The authors compare the event control and interaction capabilities of DreamX-World 1.0 against several existing world models. Results show that DreamX-World 1.0 is the only model to fully support all evaluated dimensions, including promptable events, object-level events, region-guided events, multi-entity composition, and inter-object interaction. In contrast, competing models offer only partial support for region-guided and multi-entity tasks, while lacking inter-object interaction entirely. DreamX-World 1.0 achieves full support across all five evaluated event and interaction categories. Competing models such as LingBot-World and HY-WorldPlay 1.5 demonstrate partial capabilities in region-guided events and multi-entity composition. Matrix-Game 3.0 and Yume-1.5 lack support for most advanced event control and interaction features.
The experiments assess DreamX-World models across memory consistency in revisit scenarios, camera conditioning efficiency, long-horizon generation, basic controllability and visual quality, and event interaction capabilities.
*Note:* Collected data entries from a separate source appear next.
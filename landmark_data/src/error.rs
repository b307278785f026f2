// Copyright 2025 the Landmark Map Authors
// SPDX-License-Identifier: Apache-2.0 OR MIT

use thiserror::Error;

/// Why a dataset collection was rejected.
#[derive(Error, Debug)]
pub enum DataError {
    /// The text was not valid JSON for the collection's schema.
    #[error("failed to parse {collection}: {source}")]
    Json {
        /// Collection name, e.g. `"landmarks"`.
        collection: &'static str,
        /// Underlying parse error.
        #[source]
        source: serde_json::Error,
    },

    /// A color field is not `#RRGGBB`.
    #[error("{collection} `{id}`: {field} `{value}` is not a #RRGGBB color")]
    InvalidColor {
        /// Collection name.
        collection: &'static str,
        /// Record id.
        id: String,
        /// Offending field.
        field: &'static str,
        /// Offending value.
        value: String,
    },

    /// An opacity lies outside `[0, 1]`.
    #[error("{collection} `{id}`: opacity {value} is outside [0, 1]")]
    InvalidOpacity {
        /// Collection name.
        collection: &'static str,
        /// Record id.
        id: String,
        /// Offending value.
        value: f64,
    },

    /// A link is not an absolute `http(s)` URL.
    #[error("{collection} `{id}`: `{url}` is not an http(s) URL")]
    InvalidUrl {
        /// Collection name.
        collection: &'static str,
        /// Record id.
        id: String,
        /// Offending URL.
        url: String,
    },

    /// A `model` landmark lacks usable model metadata.
    #[error("model landmark `{id}`: invalid model metadata: {source}")]
    InvalidModelMetadata {
        /// Landmark id.
        id: String,
        /// Why the metadata did not decode.
        #[source]
        source: serde_json::Error,
    },

    /// A number that must be finite is not.
    #[error("{collection} `{id}`: {field} must be finite")]
    NonFinite {
        /// Collection name.
        collection: &'static str,
        /// Record id.
        id: String,
        /// Offending field.
        field: &'static str,
    },

    /// Two records share an id.
    #[error("duplicate {collection} id `{id}`")]
    DuplicateId {
        /// Collection name.
        collection: &'static str,
        /// Repeated id.
        id: String,
    },
}
impl BoundsSource for MapCamera {
    fn viewport_bounds(&self) -> Result<ViewportBounds, BoundsUnavailable> {
        self.visible_bounds()
    }
}

impl MapWidget for MapCamera {
    fn zoom(&self) -> Option<f64> {
        self.view_size.map(|_| self.zoom)
    }

    fn subscribe(&mut self, event: MapEvent) -> Subscription {
        self.next_listener += 1;
        let sub = Subscription::new(event, self.next_listener);
        self.listeners.push(sub);
        sub
    }

    fn unsubscribe(&mut self, subscription: Subscription) {
        self.listeners.retain(|s| *s != subscription);
    }
}

#[cfg(test)]
mod tests {
    use kurbo::{Point, Rect, Size, Vec2};
    use landmark_cull::BoundsUnavailable;

    use super::{ClampMode, MAP_EXTENT, MapCamera};
    use crate::widget::{MapEvent, MapWidget};

    fn ready_camera() -> MapCamera {
        let mut cam = MapCamera::default();
        cam.set_view_size(Size::new(800.0, 600.0));
        let _ = cam.drain_events();
        cam
    }

    #[test]
    fn not_ready_until_sized() {
        let cam = MapCamera::default();
        assert_eq!(cam.visible_bounds(), Err(BoundsUnavailable::NotReady));
        assert_eq!(cam.zoom(), None);
    }

    #[test]
    fn bounds_match_view_size_at_zoom_zero() {
        let cam = ready_camera();
        let b = cam.visible_bounds().unwrap();
        let c = MAP_EXTENT / 2.0;
        assert!((b.west - (c - 400.0)).abs() < 1e-9);
        assert!((b.east - (c + 400.0)).abs() < 1e-9);
        assert!((b.south - (c - 300.0)).abs() < 1e-9);
        assert!((b.north - (c + 300.0)).abs() < 1e-9);
    }

    #[test]
    fn each_zoom_step_halves_the_extent() {
        let mut cam = ready_camera();
        let before = cam.visible_bounds().unwrap();
        cam.set_zoom(1.0);
        let after = cam.visible_bounds().unwrap();
        assert!((after.width() * 2.0 - before.width()).abs() < 1e-9);
        assert!((after.height() * 2.0 - before.height()).abs() < 1e-9);
    }

    #[test]
    fn view_top_is_map_north() {
        let cam = ready_camera();
        let top = cam.view_to_world_point(Point::new(400.0, 0.0));
        let bottom = cam.view_to_world_point(Point::new(400.0, 600.0));
        assert!(top.y > bottom.y);
        let back = cam.world_to_view_point(top);
        assert!((back.x - 400.0).abs() < 1e-9 && back.y.abs() < 1e-9);
    }

    #[test]
    fn zoom_about_anchor_keeps_anchor_fixed() {
        let mut cam = ready_camera();
        let anchor = Point::new(200.0, 150.0);
        let before = cam.view_to_world_point(anchor);
        cam.zoom_about_view_point(anchor, 1.0);
        let after = cam.view_to_world_point(anchor);
        assert!((after.x - before.x).abs() < 1e-9);
        assert!((after.y - before.y).abs() < 1e-9);
    }

    #[test]
    fn pan_drags_content_with_pointer() {
        let mut cam = ready_camera();
        let c = cam.center();
        cam.pan_by(Vec2::new(100.0, 50.0));
        assert!((cam.center().x - (c.x - 100.0)).abs() < 1e-9);
        assert!((cam.center().y - (c.y + 50.0)).abs() < 1e-9);
    }

    #[test]
    fn clamping_keeps_world_in_view() {
        let mut cam = ready_camera();
        cam.set_clamp_mode(ClampMode::KeepSomeVisible);
        cam.pan_by(Vec2::new(1.0e6, 1.0e6));
        let visible = cam.visible_bounds().unwrap().to_rect();
        let world = Rect::new(0.0, 0.0, MAP_EXTENT, MAP_EXTENT);
        assert!(visible.max_x() >= world.min_x() - 1e-6);
        assert!(visible.min_y() <= world.max_y() + 1e-6);
    }

    #[test]
    fn fit_world_shows_whole_canvas() {
        let mut cam = ready_camera();
        cam.set_view_size(Size::new(1300.0, 1300.0));
        cam.fit_world();
        assert!((cam.zoom_level() + 1.0).abs() < 1e-9);
        let b = cam.visible_bounds().unwrap();
        assert!(b.west <= 1e-9 && b.east >= MAP_EXTENT - 1e-9);
        assert!(b.south <= 1e-9 && b.north >= MAP_EXTENT - 1e-9);
    }

    #[test]
    fn zoom_is_clamped_to_limits() {
        let mut cam = ready_camera();
        cam.set_zoom(42.0);
        assert_eq!(cam.zoom_level(), 3.0);
        cam.set_zoom_limits(1.0, -1.0);
        assert_eq!(cam.zoom_limits(), (-1.0, 1.0));
        assert_eq!(cam.zoom_level(), 1.0);
    }

    #[test]
    fn changes_notify_matching_listeners() {
        let mut cam = ready_camera();
        let moves = cam.subscribe(MapEvent::MoveEnd);
        let zooms = cam.subscribe(MapEvent::ZoomEnd);

        cam.set_zoom(1.0);
        assert_eq!(cam.drain_events(), [zooms, moves]);

        cam.pan_by(Vec2::new(5.0, 0.0));
        assert_eq!(cam.drain_events(), [moves]);

        cam.unsubscribe(moves);
        cam.pan_by(Vec2::new(5.0, 0.0));
        assert!(cam.drain_events().is_empty());
        assert_eq!(cam.listener_count(), 1);
    }
}
// Copyright 2025 the Landmark Map Authors
// SPDX-License-Identifier: Apache-2.0 OR MIT

//! Parsing and validation of the JSON collections.

use std::sync::Arc;

use hashbrown::HashMap;
use serde::de::DeserializeOwned;

use crate::error::DataError;
use crate::model::{Capability, ExternalLink, Landmark, LandmarkType, Organization, Tour};

const CAPABILITIES: &str = "capabilities";
const LANDMARKS: &str = "landmarks";
const ORGANIZATIONS: &str = "organizations";
const TOURS: &str = "tours";

/// Parses and validates a landmark collection.
///
/// Landmarks without coordinates are kept (they never cull into view) and
/// logged as warnings.
pub fn load_landmarks(json: &str) -> Result<Vec<Landmark>, DataError> {
    let landmarks: Vec<Landmark> = parse(LANDMARKS, json)?;
    check_unique(LANDMARKS, landmarks.iter().map(|l| l.id.as_str()))?;
    for lm in &landmarks {
        validate_landmark(lm)?;
    }
    Ok(landmarks)
}

/// Parses and validates a capability collection.
pub fn load_capabilities(json: &str) -> Result<Vec<Capability>, DataError> {
    let capabilities: Vec<Capability> = parse(CAPABILITIES, json)?;
    check_unique(CAPABILITIES, capabilities.iter().map(|c| c.id.as_str()))?;
    for cap in &capabilities {
        validate_capability(cap)?;
    }
    Ok(capabilities)
}

/// Parses and validates an organization collection.
pub fn load_organizations(json: &str) -> Result<Vec<Organization>, DataError> {
    let organizations: Vec<Organization> = parse(ORGANIZATIONS, json)?;
    check_unique(ORGANIZATIONS, organizations.iter().map(|o| o.id.as_str()))?;
    for org in &organizations {
        validate_organization(org)?;
    }
    Ok(organizations)
}

/// Parses and validates a tour collection.
pub fn load_tours(json: &str) -> Result<Vec<Tour>, DataError> {
    let tours: Vec<Tour> = parse(TOURS, json)?;
    check_unique(TOURS, tours.iter().map(|t| t.id.as_str()))?;
    for tour in &tours {
        validate_tour(tour)?;
    }
    Ok(tours)
}

fn parse<T: DeserializeOwned>(collection: &'static str, json: &str) -> Result<Vec<T>, DataError> {
    serde_json::from_str(json).map_err(|source| DataError::Json { collection, source })
}

fn check_unique<'a>(
    collection: &'static str,
    ids: impl Iterator<Item = &'a str>,
) -> Result<(), DataError> {
    let mut seen = hashbrown::HashSet::new();
    for id in ids {
        if !seen.insert(id) {
            return Err(DataError::DuplicateId {
                collection,
                id: id.to_owned(),
            });
        }
    }
    Ok(())
}

fn validate_landmark(lm: &Landmark) -> Result<(), DataError> {
    if !lm.zoom_threshold.is_finite() {
        return Err(DataError::NonFinite {
            collection: LANDMARKS,
            id: lm.id.clone(),
            field: "zoomThreshold",
        });
    }
    match lm.coordinates {
        None => log::warn!("landmark `{}` has no coordinates; it will never be culled into view", lm.id),
        Some(c) if !c.is_finite() => {
            return Err(DataError::NonFinite {
                collection: LANDMARKS,
                id: lm.id.clone(),
                field: "coordinates",
            });
        }
        Some(_) => {}
    }
    validate_links(&lm.id, &lm.external_links)?;
    if lm.kind == LandmarkType::Model {
        lm.model_metadata()
            .map_err(|source| DataError::InvalidModelMetadata {
                id: lm.id.clone(),
                source,
            })?;
    }
    Ok(())
}

fn validate_links(id: &str, links: &[ExternalLink]) -> Result<(), DataError> {
    match links.iter().find(|link| !is_http_url(&link.url)) {
        Some(link) => Err(DataError::InvalidUrl {
            collection: LANDMARKS,
            id: id.to_owned(),
            url: link.url.clone(),
        }),
        None => Ok(()),
    }
}

fn validate_capability(cap: &Capability) -> Result<(), DataError> {
    let style = &cap.visual_style_hints;
    check_color(CAPABILITIES, &cap.id, "fillColor", &style.fill_color)?;
    check_color(CAPABILITIES, &cap.id, "strokeColor", &style.stroke_color)?;
    if !(0.0..=1.0).contains(&style.fill_opacity) {
        return Err(DataError::InvalidOpacity {
            collection: CAPABILITIES,
            id: cap.id.clone(),
            value: style.fill_opacity,
        });
    }
    if cap.polygon_coordinates.iter().any(|p| !p.is_finite()) {
        return Err(DataError::NonFinite {
            collection: CAPABILITIES,
            id: cap.id.clone(),
            field: "polygonCoordinates",
        });
    }
    Ok(())
}

fn validate_organization(org: &Organization) -> Result<(), DataError> {
    check_color(ORGANIZATIONS, &org.id, "color", &org.color)?;
    for url in [&org.website, &org.logo].into_iter().flatten() {
        if !is_http_url(url) {
            return Err(DataError::InvalidUrl {
                collection: ORGANIZATIONS,
                id: org.id.clone(),
                url: url.clone(),
            });
        }
    }
    Ok(())
}

fn validate_tour(tour: &Tour) -> Result<(), DataError> {
    let non_finite = |field| DataError::NonFinite {
        collection: TOURS,
        id: tour.id.clone(),
        field,
    };
    if !tour.estimated_duration.is_finite() {
        return Err(non_finite("estimatedDuration"));
    }
    for stage in &tour.stages {
        if !stage.map_center.is_finite() {
            return Err(non_finite("mapCenter"));
        }
        if !stage.map_zoom.is_finite() {
            return Err(non_finite("mapZoom"));
        }
    }
    if tour.stages.is_empty() {
        log::warn!("tour `{}` has no stages", tour.id);
    }
    Ok(())
}

fn check_color(
    collection: &'static str,
    id: &str,
    field: &'static str,
    value: &str,
) -> Result<(), DataError> {
    if is_hex_color(value) {
        Ok(())
    } else {
        Err(DataError::InvalidColor {
            collection,
            id: id.to_owned(),
            field,
            value: value.to_owned(),
        })
    }
}

/// Returns `true` for `#RRGGBB` (either case).
pub(crate) fn is_hex_color(value: &str) -> bool {
    value
        .strip_prefix('#')
        .is_some_and(|hex| hex.len() == 6 && hex.bytes().all(|b| b.is_ascii_hexdigit()))
}

/// Returns `true` for an absolute `http://` or `https://` URL with a host.
pub(crate) fn is_http_url(value: &str) -> bool {
    let rest = value
        .strip_prefix("https://")
        .or_else(|| value.strip_prefix("http://"));
    rest.is_some_and(|rest| {
        let host = rest.split(['/', '?', '#']).next().unwrap_or_default();
        !host.is_empty() && !host.contains(char::is_whitespace)
    })
}

/// The validated collections, with id lookups.
///
/// Collections are shared via `Arc` so views can hold them without copying;
/// reloading replaces a `Dataset` wholesale. Tours are optional and attached
/// with [`Dataset::with_tours`].
#[derive(Clone, Debug, Default)]
pub struct Dataset {
    capabilities: Arc<[Capability]>,
    landmarks: Arc<[Landmark]>,
    organizations: Arc<[Organization]>,
    tours: Arc<[Tour]>,
    capability_index: HashMap<String, usize>,
    landmark_index: HashMap<String, usize>,
    organization_index: HashMap<String, usize>,
    tour_index: HashMap<String, usize>,
}

impl Dataset {
    /// Builds a dataset from already validated collections.
    #[must_use]
    pub fn new(
        capabilities: Vec<Capability>,
        landmarks: Vec<Landmark>,
        organizations: Vec<Organization>,
    ) -> Self {
        let capability_index = index_by_id(capabilities.iter().map(|c| &c.id));
        let landmark_index = index_by_id(landmarks.iter().map(|l| &l.id));
        let organization_index = index_by_id(organizations.iter().map(|o| &o.id));
        Self {
            capabilities: capabilities.into(),
            landmarks: landmarks.into(),
            organizations: organizations.into(),
            tours: Arc::from([]),
            capability_index,
            landmark_index,
            organization_index,
            tour_index: HashMap::new(),
        }
    }

    /// Attaches `tours`, replacing any already present.
    ///
    /// Stage landmark ids that name no landmark are logged; the stage keeps
    /// them and they simply highlight nothing.
    #[must_use]
    pub fn with_tours(mut self, tours: Vec<Tour>) -> Self {
        for tour in &tours {
            for stage in &tour.stages {
                for id in &stage.landmark_ids {
                    if !self.landmark_index.contains_key(id.as_str()) {
                        log::warn!(
                            "tour `{}` stage {} refers to unknown landmark `{id}`",
                            tour.id,
                            stage.index
                        );
                    }
                }
            }
        }
        self.tour_index = index_by_id(tours.iter().map(|t| &t.id));
        self.tours = tours.into();
        self
    }

    /// Parses and validates all three collections.
    pub fn from_json_strs(
        capabilities: &str,
        landmarks: &str,
        organizations: &str,
    ) -> Result<Self, DataError> {
        let dataset = Self::new(
            load_capabilities(capabilities)?,
            load_landmarks(landmarks)?,
            load_organizations(organizations)?,
        );
        log::debug!(
            "loaded {} capabilities, {} landmarks, {} organizations",
            dataset.capabilities.len(),
            dataset.landmarks.len(),
            dataset.organizations.len()
        );
        Ok(dataset)
    }

    /// All capabilities in file order.
    #[must_use]
    pub fn capabilities(&self) -> &Arc<[Capability]> {
        &self.capabilities
    }

    /// All landmarks in file order.
    #[must_use]
    pub fn landmarks(&self) -> &Arc<[Landmark]> {
        &self.landmarks
    }

    /// All organizations in file order.
    #[must_use]
    pub fn organizations(&self) -> &Arc<[Organization]> {
        &self.organizations
    }

    /// All tours in file order.
    #[must_use]
    pub fn tours(&self) -> &Arc<[Tour]> {
        &self.tours
    }

    /// Looks up a tour by id.
    #[must_use]
    pub fn tour(&self, id: &str) -> Option<&Tour> {
        self.tour_index.get(id).map(|&i| &self.tours[i])
    }

    /// Looks up a capability by id.
    #[must_use]
    pub fn capability(&self, id: &str) -> Option<&Capability> {
        self.capability_index.get(id).map(|&i| &self.capabilities[i])
    }

    /// Looks up a landmark by id.
    #[must_use]
    pub fn landmark(&self, id: &str) -> Option<&Landmark> {
        self.landmark_index.get(id).map(|&i| &self.landmarks[i])
    }

    /// Looks up an organization by id.
    #[must_use]
    pub fn organization(&self, id: &str) -> Option<&Organization> {
        self.organization_index.get(id).map(|&i| &self.organizations[i])
    }
}

fn index_by_id<'a>(ids: impl Iterator<Item = &'a String>) -> HashMap<String, usize> {
    let mut index = HashMap::new();
    for (i, id) in ids.enumerate() {
        // First record wins, matching linear search.
        index.entry(id.clone()).or_insert(i);
    }
    index
}

#[cfg(test)]
mod tests {
    use super::{is_hex_color, is_http_url};

    #[test]
    fn hex_colors() {
        assert!(is_hex_color("#a1B2c3"));
        assert!(!is_hex_color("a1b2c3"));
        assert!(!is_hex_color("#abc"));
        assert!(!is_hex_color("#gggggg"));
        assert!(!is_hex_color("#a1b2c3d4"));
    }

    #[test]
    fn http_urls() {
        assert!(is_http_url("https://arxiv.org/abs/1706.03762"));
        assert!(is_http_url("http://example.com"));
        assert!(!is_http_url("https://"));
        assert!(!is_http_url("ftp://example.com"));
        assert!(!is_http_url("example.com"));
        assert!(!is_http_url("https://exa mple.com"));
    }
}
DreamX-World-1.0-5B consistently achieves the highest overall performance, exhibiting strong memory retention, superior long-horizon visual fidelity, and robust artifact detection despite its smaller parameter count, while the lightweight E-PRoPE camera variant preserves trajectory adherence with substantially lower latency. DreamX-World 1.0 is the only model that fully supports all five evaluated event and interaction categories, including inter-object interaction, whereas competing models provide only partial functionality.